MQTT(Message Queuing Telemetry Transport)は、軽量なメッセージングプロトコルで、特にリソースが限られたデバイスやネットワーク環境での使用に適しています。1999年にIBMによって開発され、その後、オープンスタンダードとして広く採用されました。MQTTは、メッセージのサイズが小さく、ネットワーク帯域の使用を最小限に抑える設計が特徴です。これにより、スマートデバイス、センサー、モバイルデバイスなど、さまざまな環境で効率的に通信が行えます。

MQTTはOASISにより標準化されており、その仕様は MQTT Version 3.1.1 から確認することができます。

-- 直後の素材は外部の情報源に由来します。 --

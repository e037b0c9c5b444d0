//! Budget transactions.
//!
//! Transactions have no uniqueness key. The collection is kept sorted by date
//! (oldest first, stable for equal dates) after every add, delete and load.
//! Adding a transaction only changes memory unless autosave is enabled; deletes
//! are always saved.

use crate::commands::persist::{autosave, load_collection, save_collection};
use crate::commands::{contains_term, resolve, search, search_term, CmdMessage, CmdResult, Selector};
use crate::error::{RecordzError, Result};
use crate::model::Transaction;
use crate::store::DataStore;
use crate::validation::sum_money;
use std::collections::BTreeMap;
use uuid::Uuid;

const NOUN: &str = "transactions";

/// Income, expenses and their difference.
#[derive(Debug, Clone, Copy, PartialEq)]
pub struct BudgetSummary {
    pub income: f64,
    pub expenses: f64,
    pub net: f64,
}

/// All transactions of one category and their total.
#[derive(Debug, Clone)]
pub struct CategoryGroup {
    pub category: &'static str,
    pub total: f64,
    pub transactions: Vec<Transaction>,
}

pub struct BudgetTracker<S: DataStore<Transaction>> {
    store: S,
    transactions: Vec<Transaction>,
    autosave: bool,
}

impl<S: DataStore<Transaction>> BudgetTracker<S> {
    pub fn new(store: S) -> Self {
        Self {
            store,
            transactions: Vec::new(),
            autosave: false,
        }
    }

    /// Save after every add as well as after deletes.
    pub fn with_autosave(mut self, autosave: bool) -> Self {
        self.autosave = autosave;
        self
    }

    pub fn open(store: S) -> (Self, CmdResult<Transaction>) {
        let mut tracker = Self::new(store);
        let result = tracker.load();
        (tracker, result)
    }

    pub fn all(&self) -> &[Transaction] {
        &self.transactions
    }

    pub fn store(&self) -> &S {
        &self.store
    }

    pub fn list(&self) -> CmdResult<Transaction> {
        CmdResult::default().with_listed(search(&self.transactions, |_| true))
    }

    pub fn add(&mut self, date: &str, category: &str, amount: f64) -> Result<CmdResult<Transaction>> {
        let transaction = Transaction::new(date, category, amount)?;
        self.transactions.push(transaction.clone());
        self.sort();

        let mut result = CmdResult::default()
            .with_message(CmdMessage::success("Transaction added successfully."));
        if self.autosave {
            autosave(&mut self.store, &self.transactions, NOUN, &mut result);
        }
        Ok(result.with_affected(vec![transaction]))
    }

    /// Case-insensitive substring search on category or `YYYY-MM-DD` date.
    pub fn find(&self, term: &str) -> CmdResult<Transaction> {
        let term = search_term(term);
        CmdResult::default().with_listed(search(&self.transactions, |t| matches_transaction(t, &term)))
    }

    pub fn delete(&mut self, selector: &Selector) -> Result<CmdResult<Transaction>> {
        let pos = resolve(&self.transactions, selector, matches_transaction, |t| {
            format!("{} {} {:.2}", t.date_string(), t.category(), t.amount())
        })?;
        let id = self.transactions[pos].id();
        self.delete_by_id(id)
    }

    pub fn delete_by_id(&mut self, id: Uuid) -> Result<CmdResult<Transaction>> {
        let pos = self
            .transactions
            .iter()
            .position(|t| t.id() == id)
            .ok_or_else(|| RecordzError::NotFound(id.to_string()))?;
        let removed = self.transactions.remove(pos);

        let mut result = CmdResult::default().with_message(CmdMessage::success(format!(
            "Transaction {} {} {:.2} deleted successfully.",
            removed.date_string(),
            removed.category(),
            removed.amount()
        )));
        autosave(&mut self.store, &self.transactions, NOUN, &mut result);
        Ok(result.with_affected(vec![removed]))
    }

    pub fn summary(&self) -> Result<BudgetSummary> {
        let (income, expenses): (Vec<&Transaction>, Vec<&Transaction>) =
            self.transactions.iter().partition(|t| t.is_income());
        let income = sum_money("Income", income.iter().map(|t| t.amount()))?;
        let expenses = sum_money("Expenses", expenses.iter().map(|t| t.amount()))?;
        Ok(BudgetSummary {
            income,
            expenses,
            net: sum_money("Balance", [income, -expenses])?,
        })
    }

    /// Transactions grouped per category, categories in alphabetical order.
    pub fn by_category(&self) -> Result<Vec<CategoryGroup>> {
        let mut groups: BTreeMap<&'static str, Vec<Transaction>> = BTreeMap::new();
        for t in &self.transactions {
            groups.entry(t.category()).or_default().push(t.clone());
        }
        groups
            .into_iter()
            .map(|(category, transactions)| -> Result<CategoryGroup> {
                let total = sum_money("Category total", transactions.iter().map(Transaction::amount))?;
                Ok(CategoryGroup {
                    category,
                    total,
                    transactions,
                })
            })
            .collect()
    }

    pub fn save(&mut self) -> Result<CmdResult<Transaction>> {
        let message = save_collection(&mut self.store, &self.transactions, NOUN)?;
        Ok(CmdResult::default().with_message(message))
    }

    pub fn load(&mut self) -> CmdResult<Transaction> {
        let (transactions, message) = load_collection(&self.store, NOUN);
        self.transactions = transactions;
        self.sort();
        CmdResult::default().with_message(message)
    }

    fn sort(&mut self) {
        self.transactions.sort_by_key(Transaction::date);
    }
}

fn matches_transaction(t: &Transaction, term: &str) -> bool {
    contains_term(t.category(), term) || contains_term(&t.date_string(), term)
}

MQTTでは、パブリッシュ/サブスクライブ型のメッセージングモデルが採用されています。このモデルでは、メッセージの送信者(パブリッシャー)が特定のトピックにメッセージを公開(パブリッシュ)し、メッセージの受信者(サブスクライバー)がそのトピックを購読(サブスクライブ)します。メッセージは中央のサーバー(MQTTブローカー)を介してルーティングされ、ブローカーが適切なサブスクライバーにメッセージを配信します。この方式により、デバイス間の直接的な通信が不要となり、ネットワークの複雑さを大幅に削減できます。

MQTTのメッセージングモデル

MQTTを使用しない場合のメッセージング

MQTTがなぜ利用されるのか

MQTTの魅力は、その効率性とシンプルさにあります。メッセージのサイズを最小限に抑えることで、帯域幅が限られた環境でも高いパフォーマンスを発揮します。これは、リアルタイムデータ転送が求められるIoTアプリケーションにとって特に重要です。シンプルなプロトコル設計は、開発者が容易に組み込めることを意味し、多様なデバイスやアプリケーションでの採用を加速しています。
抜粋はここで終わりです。